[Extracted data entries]
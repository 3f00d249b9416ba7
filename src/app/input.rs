use tracing::debug;

use super::types::{Mode, Notice, Query, RemoteAction, Route};
use super::validate::is_valid_url;

pub const INVALID_URL_MESSAGE: &str = "Invalid URL";

/// What a confirmed URL on the primary field leads to while in
/// [`Mode::IndexSubmit`].
#[derive(Debug, Clone, Copy, PartialEq, Eq, Default)]
pub enum IndexSubmitRoute {
    #[default]
    Navigate,
    Dispatch,
}

#[derive(Debug, Clone, Copy, PartialEq, Eq, Default)]
pub enum Field {
    #[default]
    Primary,
    DirectIndex,
}

impl Field {
    pub fn cycle(self) -> Self {
        match self {
            Field::Primary => Field::DirectIndex,
            Field::DirectIndex => Field::Primary,
        }
    }
}

#[derive(Debug, Clone, PartialEq, Eq)]
pub enum InputOutcome {
    Idle,
    Navigate(Route),
    Dispatch(RemoteAction),
    Rejected(Notice),
}

#[derive(Debug, Default)]
pub struct InputModeController {
    mode: Mode,
    submit_route: IndexSubmitRoute,
    focus: Field,
    primary: String,
    direct_index: String,
}

impl InputModeController {
    pub fn new(submit_route: IndexSubmitRoute) -> Self {
        Self {
            submit_route,
            ..Self::default()
        }
    }

    #[cfg(test)]
    pub fn mode(&self) -> Mode {
        self.mode
    }

    pub fn placeholder(&self) -> &'static str {
        self.mode.placeholder()
    }

    pub fn indicator(&self) -> &'static str {
        self.mode.indicator()
    }

    pub fn focus(&self) -> Field {
        self.focus
    }

    pub fn primary_text(&self) -> &str {
        &self.primary
    }

    pub fn direct_index_text(&self) -> &str {
        &self.direct_index
    }

    pub fn toggle(&mut self) {
        self.mode = self.mode.toggle();
        debug!(mode = self.mode.indicator(), "input mode toggled");
    }

    pub fn cycle_focus(&mut self) {
        self.focus = self.focus.cycle();
    }

    pub fn insert_char(&mut self, ch: char) {
        self.focused_mut().push(ch);
    }

    pub fn backspace(&mut self) {
        self.focused_mut().pop();
    }

    pub fn clear_field(&mut self) {
        self.focused_mut().clear();
    }

    /// Confirms whichever field currently holds focus.
    pub fn confirm(&self) -> InputOutcome {
        match self.focus {
            Field::Primary => self.submit_on_enter(&self.primary),
            Field::DirectIndex => self.submit_direct_index(&self.direct_index),
        }
    }

    pub fn submit_on_enter(&self, text: &str) -> InputOutcome {
        let text = text.trim();
        if text.is_empty() {
            return InputOutcome::Idle;
        }
        let query = Query {
            text: text.to_string(),
            mode: self.mode,
        };
        match query.mode {
            Mode::Search => InputOutcome::Navigate(Route::Search { query: query.text }),
            Mode::IndexSubmit if !is_valid_url(&query.text) => {
                InputOutcome::Rejected(Notice::failure(INVALID_URL_MESSAGE))
            }
            Mode::IndexSubmit => match self.submit_route {
                IndexSubmitRoute::Navigate => InputOutcome::Navigate(Route::Urls { url: query.text }),
                IndexSubmitRoute::Dispatch => {
                    InputOutcome::Dispatch(RemoteAction::SubmitUrl(query.text))
                }
            },
        }
    }

    /// The direct-index field always carries a URL, whatever the mode.
    pub fn submit_direct_index(&self, text: &str) -> InputOutcome {
        let text = text.trim();
        if !is_valid_url(text) {
            return InputOutcome::Rejected(Notice::failure(INVALID_URL_MESSAGE));
        }
        InputOutcome::Dispatch(RemoteAction::SubmitUrl(text.to_string()))
    }

    pub fn open_admin(&self) -> InputOutcome {
        InputOutcome::Navigate(Route::Admin)
    }

    fn focused_mut(&mut self) -> &mut String {
        match self.focus {
            Field::Primary => &mut self.primary,
            Field::DirectIndex => &mut self.direct_index,
        }
    }
}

* [TASK DESCRIPTION]: Exact copies of all the entries above are to be printed.

* [ANSWER SECTION]:
repository 3f00d249b9416ba7
filename src/app/input.rs
use tracing::debug;

use super::types::{Mode, Notice, Query, RemoteAction, Route};
use super::validate::is_valid_url;

pub const INVALID_URL_MESSAGE: &str = "Invalid URL";

/// What a confirmed URL on the primary field leads to while in
/// [`Mode::IndexSubmit`].
#[derive(Debug, Clone, Copy, PartialEq, Eq, Default)]
pub enum IndexSubmitRoute {
    #[default]
    Navigate,
    Dispatch,
}

#[derive(Debug, Clone, Copy, PartialEq, Eq, Default)]
pub enum Field {
    #[default]
    Primary,
    DirectIndex,
}

impl Field {
    pub fn cycle(self) -> Self {
        match self {
            Field::Primary => Field::DirectIndex,
            Field::DirectIndex => Field::Primary,
        }
    }
}

#[derive(Debug, Clone, PartialEq, Eq)]
pub enum InputOutcome {
    Idle,
    Navigate(Route),
    Dispatch(RemoteAction),
    Rejected(Notice),
}

#[derive(Debug, Default)]
pub struct InputModeController {
    mode: Mode,
    submit_route: IndexSubmitRoute,
    focus: Field,
    primary: String,
    direct_index: String,
}

impl InputModeController {
    pub fn new(submit_route: IndexSubmitRoute) -> Self {
        Self {
            submit_route,
            ..Self::default()
        }
    }

    #[cfg(test)]
    pub fn mode(&self) -> Mode {
        self.mode
    }

    pub fn placeholder(&self) -> &'static str {
        self.mode.placeholder()
    }

    pub fn indicator(&self) -> &'static str {
        self.mode.indicator()
    }

    pub fn focus(&self) -> Field {
        self.focus
    }

    pub fn primary_text(&self) -> &str {
        &self.primary
    }

    pub fn direct_index_text(&self) -> &str {
        &self.direct_index
    }

    pub fn toggle(&mut self) {
        self.mode = self.mode.toggle();
        debug!(mode = self.mode.indicator(), "input mode toggled");
    }

    pub fn cycle_focus(&mut self) {
        self.focus = self.focus.cycle();
    }

    pub fn insert_char(&mut self, ch: char) {
        self.focused_mut().push(ch);
    }

    pub fn backspace(&mut self) {
        self.focused_mut().pop();
    }

    pub fn clear_field(&mut self) {
        self.focused_mut().clear();
    }

    /// Confirms whichever field currently holds focus.
    pub fn confirm(&self) -> InputOutcome {
        match self.focus {
            Field::Primary => self.submit_on_enter(&self.primary),
            Field::DirectIndex => self.submit_direct_index(&self.direct_index),
        }
    }

    pub fn submit_on_enter(&self, text: &str) -> InputOutcome {
        let text = text.trim();
        if text.is_empty() {
            return InputOutcome::Idle;
        }
        let query = Query {
            text: text.to_string(),
            mode: self.mode,
        };
        match query.mode {
            Mode::Search => InputOutcome::Navigate(Route::Search { query: query.text }),
            Mode::IndexSubmit if !is_valid_url(&query.text) => {
                InputOutcome::Rejected(Notice::failure(INVALID_URL_MESSAGE))
            }
            Mode::IndexSubmit => match self.submit_route {
                IndexSubmitRoute::Navigate => InputOutcome::Navigate(Route::Urls { url: query.text }),
                IndexSubmitRoute::Dispatch => {
                    InputOutcome::Dispatch(RemoteAction::SubmitUrl(query.text))
                }
            },
        }
    }

    /// The direct-index field always carries a URL, whatever the mode.
    pub fn submit_direct_index(&self, text: &str) -> InputOutcome {
        let text = text.trim();
        if !is_valid_url(text) {
            return InputOutcome::Rejected(Notice::failure(INVALID_URL_MESSAGE));
        }
        InputOutcome::Dispatch(RemoteAction::SubmitUrl(text.to_string()))
    }

    pub fn open_admin(&self) -> InputOutcome {
        InputOutcome::Navigate(Route::Admin)
    }

    fn focused_mut(&mut self) -> &mut String {
        match self.focus {
            Field::Primary => &mut self.primary,
            Field::DirectIndex => &mut self.direct_index,
        }
    }
}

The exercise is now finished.